La primera imagen que tienes de la ciudad de Hidra es desde la cubierta del hidrofoil, cuando el barco rodea el cabo y aparece el anfiteatro completo: un puerto semicircular protegido por dos diques, mansiones de piedra escalonadas en la ladera, campanarios blancos asomando entre los tejados y, casi siempre, una hilera de yates pegados al muelle. La impresión es teatral porque la propia ciudad está construida como un teatro griego: el escenario es el agua, los palcos son las casas y las gradas son las cuestas escalonadas. No hay otra ciudad en el Egeo donde el ordenamiento urbano y la geografía se confundan tanto.
Apenas pisas el muelle de mármol blanco entiendes la primera regla: no hay vehículos. La calle principal del paseo marítimo es una mezcla de cafeterías, joyerías, tiendas de cerámica, galerías de arte y oficinas de líneas marítimas. Los burros y mulas con sus arneses de colores esperan junto a los amarres para llevar maletas a los hoteles de la parte alta. Algunos turistas se hacen el típico selfie y siguen su camino; los animales, completamente acostumbrados, ni se inmutan. A medida que avanzas hacia el oeste por el malecón, las cafeterías dan paso a tabernas y bares, y al final del muelle (junto a los antiguos cañones de bronce que defendían el puerto) se abren las plataformas de baño de Spilia, donde la gente se tira al agua directamente desde las rocas. Es uno de los rincones más fotografiados de la isla, especialmente al atardecer.
El verdadero placer de Hidra ciudad, sin embargo, no está en el paseo del puerto sino en lo que hay detrás. Si subes por cualquiera de las callejuelas perpendiculares al muelle, en cinco minutos estás en otro mundo: silencio absoluto, casas encaladas con detalles de piedra, parras que asoman sobre los muros, gatos durmiendo al sol, abuelas que sacan sillas a la calle para tejer. La iglesia principal, la Panagia (catedral de la Asunción de la Virgen), está justo detrás del muelle, dentro de un antiguo monasterio del siglo XVII. Su campanario blanco con remates de mármol es uno de los símbolos de la isla. Te recomendamos perderte sin mapa: las calles son tantas y tan irregulares que cualquier ruta te llevará a una plazoleta inesperada, una iglesita, una vista al puerto desde arriba.

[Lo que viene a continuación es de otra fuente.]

//! External vendor sync state machine.
//!
//! One `(vendor, ref)` pair syncs through a strict sequence:
//!
//! ```text
//! Start ── canSkip? ── yes → Skipped (previous metadata, empty stats)
//!   └─ no → Acquire (temp clone) → Resolve → Gate (license) →
//!      pre_sync hook → Copy → post_sync hook → Release → Done
//! ```
//!
//! Fetches and ls-remote calls run under the network retry policy; every
//! other failure surfaces immediately. The ephemeral clone directory is a
//! `TempDir`, so release happens on every exit path including
//! cancellation.

use std::collections::BTreeMap;
use std::path::{Path, PathBuf};
use std::sync::Arc;

use graft_retry::{RetryExecutor, RetryStrategyConfig, calculate_delay};
use graft_types::{
    BranchSpec, CancelToken, CopyStats, Error, LockDetails, PositionLock, RefMetadata, Result,
    SyncOptions, VendorSpec,
};

use graft_git::GitClient;
use graft_process::run_hook_checked;

use crate::cache::{CacheEntry, CacheFile, CacheStore, compute_file_checksum};
use crate::copier;
use crate::hash;
use crate::license::{self, LicenseChecker, UNKNOWN_LICENSE};
use crate::position::{self, parse_file_position};
use crate::reporter::{SharedReporter, null_shared};

/// Hook environment variable names (the external hook contract).
pub const ENV_VENDOR_NAME: &str = "GIT_VENDOR_NAME";
pub const ENV_VENDOR_URL: &str = "GIT_VENDOR_URL";
pub const ENV_VENDOR_REF: &str = "GIT_VENDOR_REF";
pub const ENV_VENDOR_COMMIT: &str = "GIT_VENDOR_COMMIT";
pub const ENV_FILES_COPIED: &str = "GIT_VENDOR_FILES_COPIED";

/// Subdirectory of the vendor root that holds copied license texts.
pub const LICENSES_DIR: &str = "licenses";

/// Everything one vendor·ref sync produced.
#[derive(Debug, Clone, Default)]
pub struct SyncOutcome {
    pub vendor: String,
    pub ref_: String,
    pub metadata: RefMetadata,
    pub stats: CopyStats,
    /// The skip predicate held; `metadata` echoes the previous lock entry.
    pub skipped: bool,
    pub license_spdx: Option<String>,
    pub license_path: Option<String>,
    /// Destination path → whole-file hex hash for this ref.
    pub file_hashes: BTreeMap<String, String>,
    /// Source path → hex hash; populated by internal syncs only.
    pub source_file_hashes: Option<BTreeMap<String, String>>,
}

/// Check one recorded position against the tree, cheaply.
///
/// Used by skip predicates; the verify service does its own richer
/// classification.
pub(crate) fn position_still_verifies(project_root: &Path, pos: &PositionLock) -> bool {
    let Ok(to) = parse_file_position(&pos.to) else {
        return false;
    };
    let dest = project_root.join(&to.path);
    match &to.spec {
        Some(spec) => match position::extract_from_file(&dest, spec) {
            Ok((_, hash)) => hash == pos.source_hash,
            Err(_) => false,
        },
        None => match hash::file_sha256_hex(&dest) {
            Ok(h) => hash::with_prefix(&h) == pos.source_hash,
            Err(_) => false,
        },
    }
}

/// Check every file hash and position of a lock entry against the tree.
pub(crate) fn lock_entry_still_verifies(project_root: &Path, prev: &LockDetails) -> bool {
    for (path, expected) in &prev.file_hashes {
        match compute_file_checksum(&project_root.join(path)) {
            Ok(actual) if &actual == expected => {}
            _ => return false,
        }
    }
    prev.positions
        .iter()
        .all(|pos| position_still_verifies(project_root, pos))
}

/// Sync service for external (git) vendors.
pub struct SyncService {
    project_root: PathBuf,
    vendor_root: PathBuf,
    git: Arc<dyn GitClient>,
    license: LicenseChecker,
    cache: CacheStore,
    reporter: SharedReporter,
    retry: RetryStrategyConfig,
}

impl SyncService {
    pub fn new(
        project_root: impl Into<PathBuf>,
        vendor_root: impl Into<PathBuf>,
        git: Arc<dyn GitClient>,
    ) -> Self {
        let vendor_root = vendor_root.into();
        Self {
            project_root: project_root.into(),
            cache: CacheStore::in_root(&vendor_root),
            vendor_root,
            git,
            license: LicenseChecker::new(),
            reporter: null_shared(),
            retry: RetryStrategyConfig::network(),
        }
    }

    pub fn with_license_checker(mut self, license: LicenseChecker) -> Self {
        self.license = license;
        self
    }

    pub fn with_reporter(mut self, reporter: SharedReporter) -> Self {
        self.reporter = reporter;
        self
    }

    pub fn with_retry(mut self, retry: RetryStrategyConfig) -> Self {
        self.retry = retry;
        self
    }

    pub fn project_root(&self) -> &Path {
        &self.project_root
    }

    pub fn cache(&self) -> &CacheStore {
        &self.cache
    }

    fn info(&self, msg: &str) {
        self.reporter.lock().unwrap().info(msg);
    }

    fn warn(&self, msg: &str) {
        self.reporter.lock().unwrap().warn(msg);
    }

    /// Resolve the remote hash for a ref, trying each candidate URL.
    fn resolve_remote(
        &self,
        vendor: &VendorSpec,
        ref_: &str,
        cancel: &CancelToken,
    ) -> Result<String> {
        let executor = RetryExecutor::new(self.retry.clone());
        let mut last_err = None;
        for url in vendor.candidate_urls() {
            cancel.check()?;
            let attempt = executor
                .run_classified(|_| self.git.ls_remote(url, ref_, cancel), Error::is_retryable);
            match attempt {
                Ok(hash) => return Ok(hash),
                Err(Error::Cancelled) => return Err(Error::Cancelled),
                Err(e) => last_err = Some(e),
            }
        }
        Err(last_err.unwrap_or_else(|| Error::GitFailed {
            stage: "ls-remote".to_string(),
            stderr: format!("vendor {:?} has no usable URL", vendor.name),
        }))
    }

    /// The at-most-once-per-fingerprint skip predicate.
    fn can_skip(
        &self,
        vendor: &VendorSpec,
        spec: &BranchSpec,
        prev: Option<&LockDetails>,
        cancel: &CancelToken,
    ) -> bool {
        let Some(prev) = prev else { return false };
        let Ok(remote) = self.resolve_remote(vendor, &spec.ref_, cancel) else {
            return false;
        };
        if remote != prev.commit_hash {
            return false;
        }
        lock_entry_still_verifies(&self.project_root, prev)
    }

    /// Clone one candidate URL shallowly into a fresh temp dir.
    fn acquire(
        &self,
        vendor: &VendorSpec,
        ref_: &str,
        cancel: &CancelToken,
    ) -> Result<tempfile::TempDir> {
        let executor = RetryExecutor::new(self.retry.clone());
        let mut last_err = None;

        for url in vendor.candidate_urls() {
            cancel.check()?;

            let tmp = tempfile::TempDir::new()
                .map_err(|e| Error::io(std::env::temp_dir(), e))?;
            let dir = tmp.path();

            let attempt = (|| -> Result<()> {
                self.git.init(dir, cancel)?;
                self.git.add_remote(dir, "origin", url, cancel)?;
                executor.run_classified(
                    |attempt| {
                        if attempt > 1 {
                            self.warn(&format!(
                                "{}@{ref_}: fetch retry {attempt} in {}",
                                vendor.name,
                                humantime::format_duration(calculate_delay(
                                    &self.retry,
                                    attempt - 1
                                ))
                            ));
                        }
                        self.git.fetch(dir, 1, ref_, cancel)
                    },
                    Error::is_retryable,
                )?;
                self.git.checkout(dir, "FETCH_HEAD", cancel)?;
                Ok(())
            })();

            match attempt {
                Ok(()) => return Ok(tmp),
                Err(Error::Cancelled) => return Err(Error::Cancelled),
                Err(e) => {
                    self.warn(&format!("{}@{ref_}: {url} failed: {e}", vendor.name));
                    last_err = Some(e);
                }
            }
        }

        Err(last_err.unwrap_or_else(|| Error::GitFailed {
            stage: "fetch".to_string(),
            stderr: format!("vendor {:?} has no usable URL", vendor.name),
        }))
    }

    fn hook_env(&self, vendor: &VendorSpec, ref_: &str) -> Vec<(String, String)> {
        vec![
            (ENV_VENDOR_NAME.to_string(), vendor.name.clone()),
            (ENV_VENDOR_URL.to_string(), vendor.url.clone()),
            (ENV_VENDOR_REF.to_string(), ref_.to_string()),
        ]
    }

    /// Copy the detected license text under `<vendor_root>/licenses/`.
    fn stash_license(&self, worktree: &Path, vendor: &VendorSpec) -> Result<Option<String>> {
        let Some(found) = license::find_license_file(worktree) else {
            return Ok(None);
        };
        let rel = format!("{LICENSES_DIR}/{}.txt", vendor.name);
        copier::copy_file(&found, &self.vendor_root.join(&rel))?;
        Ok(Some(rel))
    }

    /// Sync one vendor·ref. `prev` is the matching lock entry, if any.
    pub fn sync_ref(
        &self,
        vendor: &VendorSpec,
        spec: &BranchSpec,
        prev: Option<&LockDetails>,
        opts: &SyncOptions,
        cancel: &CancelToken,
    ) -> Result<SyncOutcome> {
        cancel.check()?;

        if !opts.force && !opts.no_cache && self.can_skip(vendor, spec, prev, cancel) {
            let prev = prev.expect("skip predicate implies a previous entry");
            self.info(&format!(
                "{}@{}: up to date at {}",
                vendor.name,
                spec.ref_,
                &prev.commit_hash[..12.min(prev.commit_hash.len())]
            ));
            return Ok(SyncOutcome {
                vendor: vendor.name.clone(),
                ref_: spec.ref_.clone(),
                metadata: RefMetadata {
                    commit_hash: prev.commit_hash.clone(),
                    version_tag: prev.source_version_tag.clone(),
                    positions: prev.positions.clone(),
                },
                stats: CopyStats::default(),
                skipped: true,
                license_spdx: prev.license_spdx.clone(),
                license_path: prev.license_path.clone(),
                file_hashes: prev.file_hashes.clone(),
                source_file_hashes: None,
            });
        }

        // Acquire: ephemeral shallow clone, released on every exit path.
        self.info(&format!("{}@{}: fetching", vendor.name, spec.ref_));
        let tmp = self.acquire(vendor, &spec.ref_, cancel)?;

        // Resolve.
        cancel.check()?;
        let commit_hash = self.git.head_hash(tmp.path(), cancel)?;
        let version_tag = self.git.tag_for_commit(tmp.path(), &commit_hash, cancel)?;

        // Gate.
        let mut license_spdx = None;
        if !opts.no_license_check {
            cancel.check()?;
            let mut spdx = self.license.detect(&vendor.url, Some(tmp.path()), cancel);
            if spdx == UNKNOWN_LICENSE {
                // The declared license is a fallback claim, not an override.
                if let Some(declared) = &vendor.license {
                    spdx = declared.clone();
                }
            }
            if !self.license.is_allowed(&spdx) {
                return Err(Error::LicenseBlocked {
                    vendor: vendor.name.clone(),
                    spdx,
                });
            }
            license_spdx = Some(spdx);
        }

        // Hooks and copy. Dry runs skip both, but still extract position
        // hashes so drift is observable.
        let hooks = vendor.hooks.clone().unwrap_or_default();
        if !opts.dry_run {
            if let Some(script) = &hooks.pre_sync {
                cancel.check()?;
                run_hook_checked(
                    "pre_sync",
                    script,
                    &self.project_root,
                    &self.hook_env(vendor, &spec.ref_),
                    cancel,
                )?;
            }
        }

        cancel.check()?;
        let mut outcome =
            copier::copy_mappings(tmp.path(), &self.project_root, vendor, spec, opts.dry_run)?;

        if opts.dry_run {
            // Keep only records whose source hash would change.
            let unchanged: Vec<PositionLock> = prev.map(|p| p.positions.clone()).unwrap_or_default();
            outcome.positions.retain(|pos| {
                !unchanged
                    .iter()
                    .any(|u| u.from == pos.from && u.to == pos.to && u.source_hash == pos.source_hash)
            });
        }

        let mut license_path = prev.and_then(|p| p.license_path.clone());
        if !opts.dry_run {
            license_path = self.stash_license(tmp.path(), vendor)?.or(license_path);

            if let Some(script) = &hooks.post_sync {
                cancel.check()?;
                let mut env = self.hook_env(vendor, &spec.ref_);
                env.push((ENV_VENDOR_COMMIT.to_string(), commit_hash.clone()));
                env.push((
                    ENV_FILES_COPIED.to_string(),
                    outcome.stats.file_count.to_string(),
                ));
                run_hook_checked("post_sync", script, &self.project_root, &env, cancel)?;
            }

            let entry = CacheEntry {
                commit_hash: commit_hash.clone(),
                files: outcome
                    .file_hashes
                    .iter()
                    .map(|(path, hash)| CacheFile {
                        path: path.clone(),
                        hash: hash.clone(),
                    })
                    .collect(),
            };
            self.cache.save(&vendor.name, &spec.ref_, &entry)?;

            self.info(&format!(
                "{}@{}: copied {} files ({} bytes) at {}",
                vendor.name,
                spec.ref_,
                outcome.stats.file_count,
                outcome.stats.byte_count,
                &commit_hash[..12.min(commit_hash.len())]
            ));
        }

        // Release happens when `tmp` drops.
        Ok(SyncOutcome {
            vendor: vendor.name.clone(),
            ref_: spec.ref_.clone(),
            metadata: RefMetadata {
                commit_hash,
                version_tag,
                positions: outcome.positions,
            },
            stats: outcome.stats,
            skipped: false,
            license_spdx,
            license_path,
            file_hashes: outcome.file_hashes,
            source_file_hashes: None,
        })
    }
}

Los puntos imprescindibles son tres: el paseo del puerto entero (de Spilia al este hasta los astilleros del oeste), el barrio de Kala Pigadia (uno de los más antiguos, con los pozos comunales del siglo XVIII todavía visibles) y la subida a los baluartes de cañones que protegían el puerto en la guerra de independencia. Desde lo alto del baluarte oeste, junto al café Hydroneta, hay una de las mejores vistas para el atardecer: el sol cae justo detrás del Peloponeso y el puerto se enciende con las luces de los yates y las tabernas. Si quieres profundizar en la historia, no te pierdas la Mansión Lazaros Koundouriotis y el Museo de los Archivos Históricos, las dos paradas culturales obligadas.
Una nota sobre las dudas habituales: ¿se puede llegar a la casa de Leonard Cohen? No, es propiedad privada y su familia mantiene reserva absoluta sobre la ubicación, aunque está documentado que vive en la zona alta. ¿Hay supermercado decente para comprar agua y picnic? Sí, hay dos pequeños supermercados en las callejuelas detrás de la Panagia, con precios más razonables que en las tiendas del muelle. ¿Cuánto cuesta una mula desde el puerto hasta un hotel de la parte alta? Entre 10 y 15 euros, dependiendo del trayecto; los muleros tienen tarifas pactadas y no regatean. ¿Pasa algo si llueve? La ciudad sigue funcionando, pero las pendientes resbalan mucho. Lleva calzado con suela de goma siempre, incluso en verano: el empedrado pulido de tantos años es traicionero.